Exercise description:
Report every line of the entries that contains the word "Cell".

Extracted information:
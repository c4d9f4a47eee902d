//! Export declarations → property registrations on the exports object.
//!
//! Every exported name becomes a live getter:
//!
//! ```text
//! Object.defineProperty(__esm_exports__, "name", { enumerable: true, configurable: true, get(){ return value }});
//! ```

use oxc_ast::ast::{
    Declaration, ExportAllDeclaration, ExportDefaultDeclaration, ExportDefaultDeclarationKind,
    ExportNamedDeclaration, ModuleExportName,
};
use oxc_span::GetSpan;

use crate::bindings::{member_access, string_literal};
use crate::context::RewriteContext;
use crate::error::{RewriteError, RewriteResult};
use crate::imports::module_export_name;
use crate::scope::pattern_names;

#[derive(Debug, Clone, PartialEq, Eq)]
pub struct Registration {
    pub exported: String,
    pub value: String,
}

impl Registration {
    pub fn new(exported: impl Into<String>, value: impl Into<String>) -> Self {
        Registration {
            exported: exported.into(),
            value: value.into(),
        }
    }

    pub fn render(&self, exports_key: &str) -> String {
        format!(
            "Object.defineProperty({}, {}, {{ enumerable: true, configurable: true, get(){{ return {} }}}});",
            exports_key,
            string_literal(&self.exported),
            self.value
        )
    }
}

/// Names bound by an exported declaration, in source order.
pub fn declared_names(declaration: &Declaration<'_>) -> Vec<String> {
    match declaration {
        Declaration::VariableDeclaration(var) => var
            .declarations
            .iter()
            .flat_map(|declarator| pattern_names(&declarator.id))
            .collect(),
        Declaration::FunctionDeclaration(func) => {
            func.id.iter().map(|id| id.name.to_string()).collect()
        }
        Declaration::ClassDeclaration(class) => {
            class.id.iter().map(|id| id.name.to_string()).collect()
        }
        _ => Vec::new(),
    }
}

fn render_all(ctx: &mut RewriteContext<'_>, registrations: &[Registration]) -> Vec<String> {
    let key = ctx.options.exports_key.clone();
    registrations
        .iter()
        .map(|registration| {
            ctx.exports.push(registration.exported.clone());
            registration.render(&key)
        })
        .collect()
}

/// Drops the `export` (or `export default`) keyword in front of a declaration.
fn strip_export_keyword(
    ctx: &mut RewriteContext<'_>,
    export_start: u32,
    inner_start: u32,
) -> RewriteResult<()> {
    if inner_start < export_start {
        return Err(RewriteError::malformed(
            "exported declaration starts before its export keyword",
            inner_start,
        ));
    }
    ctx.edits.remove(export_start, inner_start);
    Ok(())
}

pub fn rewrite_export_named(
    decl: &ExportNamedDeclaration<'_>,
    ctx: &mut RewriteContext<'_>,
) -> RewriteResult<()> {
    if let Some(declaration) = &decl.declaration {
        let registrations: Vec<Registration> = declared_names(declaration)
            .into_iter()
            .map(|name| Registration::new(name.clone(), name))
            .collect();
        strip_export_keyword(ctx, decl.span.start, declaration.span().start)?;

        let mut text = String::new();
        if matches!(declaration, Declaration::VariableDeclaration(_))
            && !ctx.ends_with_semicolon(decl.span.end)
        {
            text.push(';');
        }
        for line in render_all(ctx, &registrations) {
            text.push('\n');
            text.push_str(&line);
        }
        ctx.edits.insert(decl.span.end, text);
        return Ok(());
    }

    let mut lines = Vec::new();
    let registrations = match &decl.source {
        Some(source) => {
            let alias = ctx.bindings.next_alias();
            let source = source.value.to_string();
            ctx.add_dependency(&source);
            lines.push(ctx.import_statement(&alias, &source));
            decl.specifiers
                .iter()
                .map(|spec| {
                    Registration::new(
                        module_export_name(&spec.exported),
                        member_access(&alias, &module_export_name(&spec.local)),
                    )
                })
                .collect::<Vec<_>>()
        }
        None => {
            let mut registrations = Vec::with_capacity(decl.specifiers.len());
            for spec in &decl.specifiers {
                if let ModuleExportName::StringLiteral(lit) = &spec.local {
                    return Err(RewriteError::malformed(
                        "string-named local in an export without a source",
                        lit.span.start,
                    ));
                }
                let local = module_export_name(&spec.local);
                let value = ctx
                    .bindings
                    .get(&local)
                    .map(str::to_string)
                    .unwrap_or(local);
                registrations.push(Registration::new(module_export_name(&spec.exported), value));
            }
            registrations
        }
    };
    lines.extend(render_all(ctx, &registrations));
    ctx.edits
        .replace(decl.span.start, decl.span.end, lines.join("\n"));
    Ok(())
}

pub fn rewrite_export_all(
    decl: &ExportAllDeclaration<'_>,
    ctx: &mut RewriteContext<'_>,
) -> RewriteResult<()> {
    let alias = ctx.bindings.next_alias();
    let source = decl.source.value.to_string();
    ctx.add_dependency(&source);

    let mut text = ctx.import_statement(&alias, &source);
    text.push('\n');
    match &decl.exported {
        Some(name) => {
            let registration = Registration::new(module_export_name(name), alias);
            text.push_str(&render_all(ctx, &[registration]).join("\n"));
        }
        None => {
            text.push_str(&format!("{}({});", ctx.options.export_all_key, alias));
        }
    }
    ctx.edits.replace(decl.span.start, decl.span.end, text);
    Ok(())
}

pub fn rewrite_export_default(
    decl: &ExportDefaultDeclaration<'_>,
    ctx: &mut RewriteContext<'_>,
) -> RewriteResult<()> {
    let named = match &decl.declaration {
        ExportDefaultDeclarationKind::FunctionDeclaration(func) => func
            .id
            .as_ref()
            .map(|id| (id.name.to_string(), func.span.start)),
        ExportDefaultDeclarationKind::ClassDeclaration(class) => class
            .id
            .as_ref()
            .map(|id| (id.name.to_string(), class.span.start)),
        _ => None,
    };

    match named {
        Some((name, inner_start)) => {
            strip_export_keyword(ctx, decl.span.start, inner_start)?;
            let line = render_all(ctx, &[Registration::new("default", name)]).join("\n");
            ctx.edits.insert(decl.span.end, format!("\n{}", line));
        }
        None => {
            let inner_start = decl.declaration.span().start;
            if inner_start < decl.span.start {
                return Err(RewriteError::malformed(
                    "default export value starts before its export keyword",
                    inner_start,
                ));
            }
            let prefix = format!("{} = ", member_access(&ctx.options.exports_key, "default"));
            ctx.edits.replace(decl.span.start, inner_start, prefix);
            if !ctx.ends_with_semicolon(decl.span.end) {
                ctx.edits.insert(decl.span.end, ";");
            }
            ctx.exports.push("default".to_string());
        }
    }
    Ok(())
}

* * *

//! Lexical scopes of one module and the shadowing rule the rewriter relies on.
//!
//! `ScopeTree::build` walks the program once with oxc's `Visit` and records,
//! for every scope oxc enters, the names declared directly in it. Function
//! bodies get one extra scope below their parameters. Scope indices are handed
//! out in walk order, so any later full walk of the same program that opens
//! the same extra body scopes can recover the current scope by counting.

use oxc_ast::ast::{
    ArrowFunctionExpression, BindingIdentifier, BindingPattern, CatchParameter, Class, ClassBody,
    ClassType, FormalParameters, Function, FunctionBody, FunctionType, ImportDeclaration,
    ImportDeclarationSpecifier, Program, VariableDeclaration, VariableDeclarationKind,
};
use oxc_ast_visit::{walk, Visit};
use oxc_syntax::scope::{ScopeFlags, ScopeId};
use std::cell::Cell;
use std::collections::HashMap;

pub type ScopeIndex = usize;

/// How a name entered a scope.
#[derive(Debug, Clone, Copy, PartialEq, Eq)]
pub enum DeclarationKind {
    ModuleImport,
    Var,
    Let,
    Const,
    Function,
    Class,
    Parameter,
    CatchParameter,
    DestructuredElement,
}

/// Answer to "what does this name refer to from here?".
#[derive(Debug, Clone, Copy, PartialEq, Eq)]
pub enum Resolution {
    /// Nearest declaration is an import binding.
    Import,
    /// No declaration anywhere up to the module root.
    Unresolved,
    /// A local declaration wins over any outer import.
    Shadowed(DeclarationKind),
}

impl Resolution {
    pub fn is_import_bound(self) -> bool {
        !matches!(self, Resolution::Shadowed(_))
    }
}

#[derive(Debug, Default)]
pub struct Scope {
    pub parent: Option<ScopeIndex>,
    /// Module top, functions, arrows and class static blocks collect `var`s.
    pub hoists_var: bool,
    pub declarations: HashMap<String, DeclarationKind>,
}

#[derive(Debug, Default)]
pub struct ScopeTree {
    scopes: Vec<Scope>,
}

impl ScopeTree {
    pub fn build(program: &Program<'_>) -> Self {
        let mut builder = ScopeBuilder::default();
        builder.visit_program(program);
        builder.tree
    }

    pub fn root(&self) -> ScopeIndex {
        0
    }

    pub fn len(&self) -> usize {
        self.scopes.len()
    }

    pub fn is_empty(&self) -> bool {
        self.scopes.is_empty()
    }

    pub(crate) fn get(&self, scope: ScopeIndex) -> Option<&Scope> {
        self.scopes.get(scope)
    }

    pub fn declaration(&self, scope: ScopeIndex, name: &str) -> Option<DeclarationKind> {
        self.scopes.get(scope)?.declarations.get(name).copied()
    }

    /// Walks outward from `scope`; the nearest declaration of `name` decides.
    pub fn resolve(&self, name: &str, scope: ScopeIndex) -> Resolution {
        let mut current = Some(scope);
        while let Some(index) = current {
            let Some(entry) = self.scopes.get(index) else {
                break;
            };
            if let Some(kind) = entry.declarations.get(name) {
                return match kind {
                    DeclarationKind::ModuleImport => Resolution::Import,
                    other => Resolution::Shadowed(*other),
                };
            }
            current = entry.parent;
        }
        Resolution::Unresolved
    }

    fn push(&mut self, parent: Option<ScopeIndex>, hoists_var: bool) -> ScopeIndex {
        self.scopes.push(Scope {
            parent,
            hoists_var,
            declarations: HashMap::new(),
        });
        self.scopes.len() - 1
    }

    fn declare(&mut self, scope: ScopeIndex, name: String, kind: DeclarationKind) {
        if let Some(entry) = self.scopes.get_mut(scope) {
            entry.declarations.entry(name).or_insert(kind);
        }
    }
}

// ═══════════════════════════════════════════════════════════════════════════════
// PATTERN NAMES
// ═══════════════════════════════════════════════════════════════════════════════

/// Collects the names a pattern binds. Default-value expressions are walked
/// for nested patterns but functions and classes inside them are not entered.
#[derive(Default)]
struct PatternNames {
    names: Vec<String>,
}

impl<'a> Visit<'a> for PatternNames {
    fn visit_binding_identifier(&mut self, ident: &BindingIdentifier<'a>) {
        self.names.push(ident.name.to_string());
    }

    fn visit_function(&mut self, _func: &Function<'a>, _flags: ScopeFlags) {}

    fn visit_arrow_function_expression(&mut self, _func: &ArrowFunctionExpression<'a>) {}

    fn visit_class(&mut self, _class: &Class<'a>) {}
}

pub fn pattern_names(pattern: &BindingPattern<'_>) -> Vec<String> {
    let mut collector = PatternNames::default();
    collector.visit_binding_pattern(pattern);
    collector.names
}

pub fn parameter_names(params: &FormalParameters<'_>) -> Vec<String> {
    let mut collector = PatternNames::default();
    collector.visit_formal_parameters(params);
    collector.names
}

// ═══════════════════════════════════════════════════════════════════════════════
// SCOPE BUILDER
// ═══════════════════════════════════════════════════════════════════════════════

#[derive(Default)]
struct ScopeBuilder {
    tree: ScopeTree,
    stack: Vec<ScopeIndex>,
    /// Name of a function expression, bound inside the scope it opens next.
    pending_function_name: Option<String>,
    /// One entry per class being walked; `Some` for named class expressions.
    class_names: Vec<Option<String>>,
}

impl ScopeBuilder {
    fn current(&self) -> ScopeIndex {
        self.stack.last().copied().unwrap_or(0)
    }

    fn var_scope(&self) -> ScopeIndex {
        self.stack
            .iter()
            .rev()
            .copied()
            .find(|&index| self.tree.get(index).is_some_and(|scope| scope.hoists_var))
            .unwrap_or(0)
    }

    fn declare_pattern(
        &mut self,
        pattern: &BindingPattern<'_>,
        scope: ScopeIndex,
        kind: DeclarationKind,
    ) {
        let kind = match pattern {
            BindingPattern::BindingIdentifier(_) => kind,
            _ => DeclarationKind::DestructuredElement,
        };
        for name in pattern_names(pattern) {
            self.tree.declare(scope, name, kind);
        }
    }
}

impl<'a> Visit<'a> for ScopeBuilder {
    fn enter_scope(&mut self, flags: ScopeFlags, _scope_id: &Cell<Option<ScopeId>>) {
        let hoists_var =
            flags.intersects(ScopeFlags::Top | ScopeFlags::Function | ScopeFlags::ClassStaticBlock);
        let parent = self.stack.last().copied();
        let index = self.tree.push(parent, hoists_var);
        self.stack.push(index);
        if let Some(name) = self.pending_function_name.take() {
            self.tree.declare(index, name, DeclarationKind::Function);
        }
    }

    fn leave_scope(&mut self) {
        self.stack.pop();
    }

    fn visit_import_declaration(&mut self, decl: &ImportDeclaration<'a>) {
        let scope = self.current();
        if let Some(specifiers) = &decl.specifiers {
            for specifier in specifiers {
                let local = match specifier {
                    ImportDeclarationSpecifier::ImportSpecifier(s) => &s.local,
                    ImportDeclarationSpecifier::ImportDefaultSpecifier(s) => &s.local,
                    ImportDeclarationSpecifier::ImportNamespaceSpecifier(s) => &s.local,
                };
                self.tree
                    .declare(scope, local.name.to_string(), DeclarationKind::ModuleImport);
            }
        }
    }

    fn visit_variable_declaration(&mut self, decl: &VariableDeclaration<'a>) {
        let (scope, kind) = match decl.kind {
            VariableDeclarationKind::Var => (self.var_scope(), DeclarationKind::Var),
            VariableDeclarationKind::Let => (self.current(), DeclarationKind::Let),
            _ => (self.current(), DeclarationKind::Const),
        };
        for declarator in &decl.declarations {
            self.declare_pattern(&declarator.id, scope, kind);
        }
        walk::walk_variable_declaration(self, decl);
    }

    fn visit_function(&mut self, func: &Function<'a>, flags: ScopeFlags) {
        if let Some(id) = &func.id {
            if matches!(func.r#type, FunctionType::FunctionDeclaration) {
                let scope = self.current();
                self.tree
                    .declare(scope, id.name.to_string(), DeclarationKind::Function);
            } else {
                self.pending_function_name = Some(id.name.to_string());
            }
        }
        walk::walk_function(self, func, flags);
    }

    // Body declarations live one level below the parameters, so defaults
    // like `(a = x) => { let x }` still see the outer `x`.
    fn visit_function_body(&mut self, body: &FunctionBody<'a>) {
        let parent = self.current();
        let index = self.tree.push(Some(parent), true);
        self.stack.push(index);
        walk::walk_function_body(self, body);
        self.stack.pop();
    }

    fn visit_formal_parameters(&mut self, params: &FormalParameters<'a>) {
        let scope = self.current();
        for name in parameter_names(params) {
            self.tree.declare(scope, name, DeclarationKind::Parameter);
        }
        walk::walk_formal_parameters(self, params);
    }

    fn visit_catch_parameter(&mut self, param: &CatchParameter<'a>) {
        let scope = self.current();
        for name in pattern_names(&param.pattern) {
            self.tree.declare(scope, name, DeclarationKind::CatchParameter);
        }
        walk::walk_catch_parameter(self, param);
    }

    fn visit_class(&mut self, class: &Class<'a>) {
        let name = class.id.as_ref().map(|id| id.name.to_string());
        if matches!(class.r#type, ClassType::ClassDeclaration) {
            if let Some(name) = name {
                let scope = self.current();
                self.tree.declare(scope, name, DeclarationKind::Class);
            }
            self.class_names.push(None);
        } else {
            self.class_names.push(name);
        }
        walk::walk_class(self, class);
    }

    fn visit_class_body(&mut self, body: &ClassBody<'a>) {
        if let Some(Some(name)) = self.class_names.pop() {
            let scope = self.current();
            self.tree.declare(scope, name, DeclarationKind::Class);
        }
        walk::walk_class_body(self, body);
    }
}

Answer box:
use std::cell::Cell;
    fn enter_scope(&mut self, flags: ScopeFlags, _scope_id: &Cell<Option<ScopeId>>) {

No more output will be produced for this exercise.